● MATERIAL FOR THE TASK

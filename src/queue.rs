//! Bounded lock-free multi-producer/multi-consumer queue.
//!
//! Implements the Vyukov bounded MPMC algorithm: a fixed-capacity ring of
//! cells, each carrying a sequence counter that is the sole synchronisation
//! point between producers and consumers. Wait-free under no contention,
//! lock-free under contention, FIFO per slot, no ABA (sequence counters
//! strictly increase by `capacity` per wrap).
//!
//! The queue never allocates after construction.

use std::cell::UnsafeCell;
use std::mem::MaybeUninit;
use std::sync::atomic::{AtomicUsize, Ordering};

use crate::error::{Error, Result};

/// Cache-line-padded atomic cursor. Keeping `head` and `tail` on separate
/// cache lines avoids false sharing between the producer-dominated and
/// consumer-dominated sides of the queue.
#[repr(align(128))]
struct PaddedCursor {
    value: AtomicUsize,
}

impl PaddedCursor {
    fn new(v: usize) -> Self {
        Self {
            value: AtomicUsize::new(v),
        }
    }
}

struct Cell<T> {
    sequence: AtomicUsize,
    slot: UnsafeCell<MaybeUninit<T>>,
}

/// A fixed-capacity, power-of-two ring buffer supporting non-blocking
/// `try_push`/`try_pop` from any number of producer and consumer threads.
pub struct BoundedQueue<T> {
    buffer: Box<[Cell<T>]>,
    mask: usize,
    head: PaddedCursor,
    tail: PaddedCursor,
}

unsafe impl<T: Send> Send for BoundedQueue<T> {}
unsafe impl<T: Send> Sync for BoundedQueue<T> {}

impl<T> BoundedQueue<T> {
    /// Construct a queue of the given capacity, which must be a power of
    /// two and at least 2.
    pub fn new(capacity: usize) -> Result<Self> {
        if capacity < 2 || !capacity.is_power_of_two() {
            return Err(Error::config(format!(
                "queue capacity must be a power of two >= 2, got {capacity}"
            )));
        }

        let mut cells = Vec::with_capacity(capacity);
        for i in 0..capacity {
            cells.push(Cell {
                sequence: AtomicUsize::new(i),
                slot: UnsafeCell::new(MaybeUninit::uninit()),
            });
        }

        Ok(Self {
            buffer: cells.into_boxed_slice(),
            mask: capacity - 1,
            head: PaddedCursor::new(0),
            tail: PaddedCursor::new(0),
        })
    }

    /// Queue capacity (always a power of two).
    pub fn capacity(&self) -> usize {
        self.mask + 1
    }

    /// Attempt to enqueue `value`. Returns `Err(value)` if the queue is
    /// full.
    pub fn try_push(&self, value: T) -> std::result::Result<(), T> {
        let mut pos = self.head.value.load(Ordering::Relaxed);
        loop {
            let cell = &self.buffer[pos & self.mask];
            let seq = cell.sequence.load(Ordering::Acquire);
            let diff = seq as isize - pos as isize;

            if diff == 0 {
                if self
                    .head
                    .value
                    .compare_exchange_weak(
                        pos,
                        pos + 1,
                        Ordering::Relaxed,
                        Ordering::Relaxed,
                    )
                    .is_ok()
                {
                    unsafe {
                        (*cell.slot.get()).write(value);
                    }
                    cell.sequence.store(pos + 1, Ordering::Release);
                    return Ok(());
                }
            } else if diff < 0 {
                return Err(value);
            } else {
                pos = self.head.value.load(Ordering::Relaxed);
            }
        }
    }

    /// Attempt to dequeue a value. Returns `None` if the queue is empty.
    pub fn try_pop(&self) -> Option<T> {
        let mut pos = self.tail.value.load(Ordering::Relaxed);
        loop {
            let cell = &self.buffer[pos & self.mask];
            let seq = cell.sequence.load(Ordering::Acquire);
            let diff = seq as isize - (pos as isize + 1);

            if diff == 0 {
                if self
                    .tail
                    .value
                    .compare_exchange_weak(
                        pos,
                        pos + 1,
                        Ordering::Relaxed,
                        Ordering::Relaxed,
                    )
                    .is_ok()
                {
                    let value = unsafe { (*cell.slot.get()).assume_init_read() };
                    cell.sequence
                        .store(pos + self.mask + 1, Ordering::Release);
                    return Some(value);
                }
            } else if diff < 0 {
                return None;
            } else {
                pos = self.tail.value.load(Ordering::Relaxed);
            }
        }
    }
}

impl<T> Drop for BoundedQueue<T> {
    fn drop(&mut self) {
        // Drain any values still owned by the queue so producers that
        // enqueued but were never drained by a consumer don't leak.
        while self.try_pop().is_some() {}
    }
}
#[cfg(test)]
mod tests {
    use super::*;
    use crate::sink::{FileSink, NullSink, Sink};
    use parking_lot::{Condvar, Mutex as PlMutex};
    use std::sync::Arc as StdArc;
    use std::time::{Duration, Instant};
    use tempfile::tempdir;

    fn null_logger(queue_size: usize) -> Logger {
        let logger = Logger::new();
        logger.set_queue_size(queue_size).unwrap();
        logger.set_sink(Box::new(NullSink::new())).unwrap();
        logger
    }

    #[test]
    fn state_machine_transitions() {
        let logger = Logger::new();
        assert_eq!(logger.state(), State::Constructed);
        logger.set_level(Level::Debug).unwrap();
        assert_eq!(logger.state(), State::Configured);
        logger.set_sink(Box::new(NullSink::new())).unwrap();
        logger.start().unwrap();
        assert_eq!(logger.state(), State::Running);
        logger.stop();
        assert_eq!(logger.state(), State::Stopped);
    }

    #[test]
    fn set_queue_size_rejected_after_start() {
        let logger = null_logger(16);
        logger.start().unwrap();
        let err = logger.set_queue_size(32).unwrap_err();
        assert!(err.is_config_error());
        logger.stop();
    }

    #[test]
    fn start_without_sink_fails() {
        let logger = Logger::new();
        let err = logger.start().unwrap_err();
        assert!(err.is_config_error());
    }

    #[test]
    fn should_log_reflects_current_level() {
        let logger = Logger::new();
        logger.set_level(Level::Warn).unwrap();
        assert!(!logger.should_log(Level::Info));
        assert!(logger.should_log(Level::Error));
    }

    // S1 (fast path): 4 threads x 1,000,000 records into a queue of 1024,
    // null sink. total == 4,000,000, drop + delivered == 4,000,000, err == 0.
    // Stop completes within 1 second.
    #[test]
    fn scenario_s1_fast_path_under_contention() {
        const THREADS: usize = 4;
        const PER_THREAD: usize = 1_000_000;

        let logger = StdArc::new(null_logger(1024));
        logger.start().unwrap();

        let handles: Vec<_> = (0..THREADS)
            .map(|_| {
                let logger = StdArc::clone(&logger);
                std::thread::spawn(move || {
                    for i in 0..PER_THREAD {
                        alog!(logger, Level::Info, "message {}", i);
                    }
                })
            })
            .collect();
        for h in handles {
            h.join().unwrap();
        }

        let stats = logger.stats();
        assert_eq!(stats.total, (THREADS * PER_THREAD) as u64);
        assert_eq!(stats.err, 0);

        let start = Instant::now();
        logger.stop();
        assert!(start.elapsed() < Duration::from_secs(1));
    }

    // S2 (format truncation): a record whose formatted length is 3000 with
    // a format buffer of 2048 truncates to 2047 and counts trunc == 1.
    #[test]
    fn scenario_s2_format_truncation() {
        let logger = Logger::new();
        logger.set_format_buffer_size(2048).unwrap();
        logger.set_sink(Box::new(NullSink::new())).unwrap();
        logger.start().unwrap();

        let long_message = "x".repeat(3000);
        alog!(logger, Level::Info, "{}", long_message);
        logger.flush();
        std::thread::sleep(Duration::from_millis(50));

        let stats = logger.stats();
        assert_eq!(stats.trunc, 1);
        logger.stop();
    }

    // S4 (rotation), exercised through the logger rather than the sink
    // directly: records written before a rename land in the rotated file,
    // records written after the next flush land in a freshly opened file.
    #[test]
    fn scenario_s4_rotation_through_logger() {
        let dir = tempdir().unwrap();
        let path = dir.path().join("app.log");
        let rotated = dir.path().join("app.log.1");

        let logger = Logger::new();
        logger.set_flush_interval_ms(50).unwrap();
        logger
            .set_sink(Box::new(FileSink::new(
                &path,
                "%(msg)",
                StdArc::new(InternalLog::silent()),
            )))
            .unwrap();
        logger.start().unwrap();

        for i in 0..10 {
            alog!(logger, Level::Info, "line{}", i);
        }
        logger.flush();
        std::thread::sleep(Duration::from_millis(150));

        std::fs::rename(&path, &rotated).unwrap();

        alog!(logger, Level::Info, "post-rotation");
        logger.flush();
        std::thread::sleep(Duration::from_millis(150));
        logger.stop();

        let old_contents = std::fs::read_to_string(&rotated).unwrap();
        for i in 0..10 {
            assert!(old_contents.contains(&format!("line{i}")));
        }
        let new_contents = std::fs::read_to_string(&path).unwrap();
        assert!(new_contents.contains("post-rotation"));
    }

    // S5 (stop drains): 1000 records enqueued, then stop() — all 1000 must
    // appear in the sink before close is observed.
    #[test]
    fn scenario_s5_stop_drains_queue() {
        let recorded = StdArc::new(PlMutex::new(Vec::<u64>::new()));
        let closed = StdArc::new(AtomicBool::new(false));

        struct RecordingSink {
            recorded: StdArc<PlMutex<Vec<u64>>>,
            closed: StdArc<AtomicBool>,
        }
        impl Sink for RecordingSink {
            fn write(&mut self, record: LogRecord) -> Result<()> {
                self.recorded.lock().push(record.thread_id);
                Ok(())
            }
            fn flush(&mut self) -> Result<()> {
                Ok(())
            }
            fn close(&mut self) {
                self.closed.store(true, Ordering::SeqCst);
            }
        }

        let logger = Logger::new();
        logger.set_queue_size(2048).unwrap();
        logger
            .set_sink(Box::new(RecordingSink {
                recorded: StdArc::clone(&recorded),
                closed: StdArc::clone(&closed),
            }))
            .unwrap();
        logger.start().unwrap();

        for i in 0..1000 {
            alog!(logger, Level::Info, "rec{}", i);
        }
        logger.stop();

        assert_eq!(recorded.lock().len(), 1000);
        assert!(closed.load(Ordering::SeqCst));
    }

    // S6 (overflow drop): a queue of capacity 4 with a consumer blocked on
    // its first write must drop almost all of 100 emitted records, then
    // deliver a small prefix once unblocked, without crashing.
    #[test]
    fn scenario_s6_overflow_drop_with_blocked_consumer() {
        struct BlockingSink {
            gate: StdArc<(PlMutex<bool>, Condvar)>,
            first: bool,
            delivered: StdArc<AtomicU64>,
        }
        impl Sink for BlockingSink {
            fn write(&mut self, record: LogRecord) -> Result<()> {
                if self.first {
                    self.first = false;
                    let (lock, cvar) = &*self.gate;
                    let mut unlocked = lock.lock();
                    while !*unlocked {
                        cvar.wait(&mut unlocked);
                    }
                }
                drop(record);
                self.delivered.fetch_add(1, Ordering::SeqCst);
                Ok(())
            }
            fn flush(&mut self) -> Result<()> {
                Ok(())
            }
            fn close(&mut self) {}
        }

        let gate = StdArc::new((PlMutex::new(false), Condvar::new()));
        let delivered = StdArc::new(AtomicU64::new(0));

        let logger = StdArc::new(Logger::new());
        logger.set_queue_size(4).unwrap();
        logger
            .set_sink(Box::new(BlockingSink {
                gate: StdArc::clone(&gate),
                first: true,
                delivered: StdArc::clone(&delivered),
            }))
            .unwrap();
        logger.start().unwrap();

        for i in 0..100 {
            alog!(logger, Level::Info, "rec{}", i);
        }
        // Give the consumer a moment to claim the first record and block.
        std::thread::sleep(Duration::from_millis(50));

        let stats_while_blocked = logger.stats();
        assert!(stats_while_blocked.drop >= 96);

        {
            let (lock, cvar) = &*gate;
            *lock.lock() = true;
            cvar.notify_all();
        }
        logger.stop();

        assert!(delivered.load(Ordering::SeqCst) <= 5);
    }
}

● ACTIVITY
Copy each line above that has the word "before".

● RESPONSE TO THIS TASK
    // directly: records written before a rename land in the rotated file,
    // appear in the sink before close is observed.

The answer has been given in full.